授業中だけでなく後にも、しょっちゅう質問に来ています。
「なぜなりきる必要があるのか」
「なりきると◯◯の立場で考えるは同じか、違うか」
「なりきるためには『誰か』を調べなければならない。その時は『誰か』の視点で調べるのか、なりきる前の自分か」
「『自分以外の誰か』にも先入観や偏見があるはずだ。それらも考慮した方がいいのか」…。
真剣そのものの表情から安直な答えを求めていないことがわかるので、先日はハンナ・アレントの「責任と判断」(ちくま学芸文庫)の一読を勧めました。

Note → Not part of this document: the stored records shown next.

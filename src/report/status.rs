// SPDX-License-Identifier: MPL-2.0
// This Source Code Form is subject to the terms of the Mozilla Public
// License, v. 2.0. If a copy of the MPL was not distributed with this
// file, You can obtain one at https://mozilla.org/MPL/2.0/.

//! Status report snapshot.

use std::fmt;

use chrono::{DateTime, Utc};

use crate::error::Result;
use crate::types::{BatteryLevel, PowerState};

/// Read-only snapshot of a device for display or machine consumption.
///
/// # Examples
///
/// ```
/// use phonesim::{BatteryLevel, Device};
///
/// let phone = Device::builder("Apple", "iPhone X")
///     .with_battery(BatteryLevel::clamped(50))
///     .build();
///
/// let status = phone.status();
/// assert_eq!(status.battery().value(), 50);
///
/// let json = status.to_json().unwrap();
/// assert!(json.contains("\"iPhone X\""));
/// ```
#[derive(Debug, Clone, PartialEq, Eq, serde::Serialize, serde::Deserialize)]
pub struct StatusReport {
    brand: String,
    model: String,
    power: PowerState,
    battery: BatteryLevel,
    last_activity: Option<DateTime<Utc>>,
}

impl StatusReport {
    /// Creates a new status report.
    #[must_use]
    pub fn new(
        brand: impl Into<String>,
        model: impl Into<String>,
        power: PowerState,
        battery: BatteryLevel,
        last_activity: Option<DateTime<Utc>>,
    ) -> Self {
        Self {
            brand: brand.into(),
            model: model.into(),
            power,
            battery,
            last_activity,
        }
    }

    /// Returns the device brand.
    #[must_use]
    pub fn brand(&self) -> &str {
        &self.brand
    }

    /// Returns the device model.
    #[must_use]
    pub fn model(&self) -> &str {
        &self.model
    }

    /// Returns the power state at snapshot time.
    #[must_use]
    pub const fn power(&self) -> PowerState {
        self.power
    }

    /// Returns the battery level at snapshot time.
    #[must_use]
    pub const fn battery(&self) -> BatteryLevel {
        self.battery
    }

    /// Returns the most recent activity timestamp, if any.
    #[must_use]
    pub const fn last_activity(&self) -> Option<DateTime<Utc>> {
        self.last_activity
    }

    /// Serializes the snapshot to a JSON string.
    ///
    /// # Errors
    ///
    /// Returns [`Error::Json`](crate::error::Error::Json) if serialization
    /// fails.
    pub fn to_json(&self) -> Result<String> {
        Ok(serde_json::to_string(self)?)
    }
}

impl fmt::Display for StatusReport {
    fn fmt(&self, f: &mut fmt::Formatter<'_>) -> fmt::Result {
        write!(
            f,
            "{} {}: power {}, battery {}",
            self.brand, self.model, self.power, self.battery
        )?;
        match &self.last_activity {
            Some(at) => write!(f, ", last active {}", at.to_rfc3339()),
            None => write!(f, ", never active"),
        }
    }
}

#[cfg(test)]
mod tests {
    use super::*;

    #[test]
    fn display_without_activity() {
        let status = StatusReport::new(
            "Apple",
            "iPhone X",
            PowerState::Off,
            BatteryLevel::clamped(30),
            None,
        );
        assert_eq!(
            status.to_string(),
            "Apple iPhone X: power off, battery 30%, never active"
        );
    }

    #[test]
    fn display_with_activity() {
        let at = "2024-01-15T10:30:00Z".parse::<DateTime<Utc>>().unwrap();
        let status = StatusReport::new(
            "Apple",
            "iPhone X",
            PowerState::On,
            BatteryLevel::clamped(80),
            Some(at),
        );
        let rendered = status.to_string();
        assert!(rendered.starts_with("Apple iPhone X: power on, battery 80%, last active "));
        assert!(rendered.contains("2024-01-15T10:30:00"));
    }

    #[test]
    fn json_round_trip() {
        let status = StatusReport::new(
            "Apple",
            "iPhone X",
            PowerState::Off,
            BatteryLevel::clamped(30),
            Some(Utc::now()),
        );
        let json = status.to_json().unwrap();
        let back: StatusReport = serde_json::from_str(&json).unwrap();
        assert_eq!(back, status);
    }
}
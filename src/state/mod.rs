// SPDX-License-Identifier: MPL-2.0
// This Source Code Form is subject to the terms of the Mozilla Public
// License, v. 2.0. If a copy of the MPL was not distributed with this
// file, You can obtain one at https://mozilla.org/MPL/2.0/.

//! Device state management types.
//!
//! This module provides types for tracking and updating the simulated device
//! state. The [`DeviceState`] struct maintains the current state, while
//! [`StateChange`] represents individual state changes that can be applied.
//!
//! # Examples
//!
//! ```
//! use phonesim::state::{DeviceState, StateChange};
//! use phonesim::types::{BatteryLevel, PowerState};
//!
//! let mut state = DeviceState::new(BatteryLevel::clamped(50));
//!
//! // Apply a power state change
//! state.apply(&StateChange::Power(PowerState::On));
//!
//! assert_eq!(state.power(), PowerState::On);
//! ```

mod device_state;
mod state_change;

pub use device_state::DeviceState;
pub use state_change::StateChange;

同書には、1957年のリトルロック事件について書いた一文が収められています。公民権運動を背景に、アメリカの南部でも黒人と白人とがともに学べる学校を設け始めました。事件はその一つの高校で起きました。統合された高校から帰宅途中の黒人少女が、白人暴徒に脅しやいじめを受けたのです。この事件を報じる新聞の写真は、俯きがちに歩く少女の姿をとらえていました。その両脇を、スーツ姿の男性がガードしています。この写真からアレントは考察を始めます。
「自分が黒人の娘の母親だったらどうするか」
この問いを考えた後、もう一つの問いが浮かびます。
「自分が南部の白人の母親だったらどうするか」
わずか40ページにアレントの思考が凝縮されています。この「なりきる」から学生は何を受けとめるでしょうか。「なりきる」は「考える先生」プロジェクトの「役割」にも通じます。自分以外の誰かになりきった時、学校はどんな姿を見せてくれるのでしょうか。(マツミナ)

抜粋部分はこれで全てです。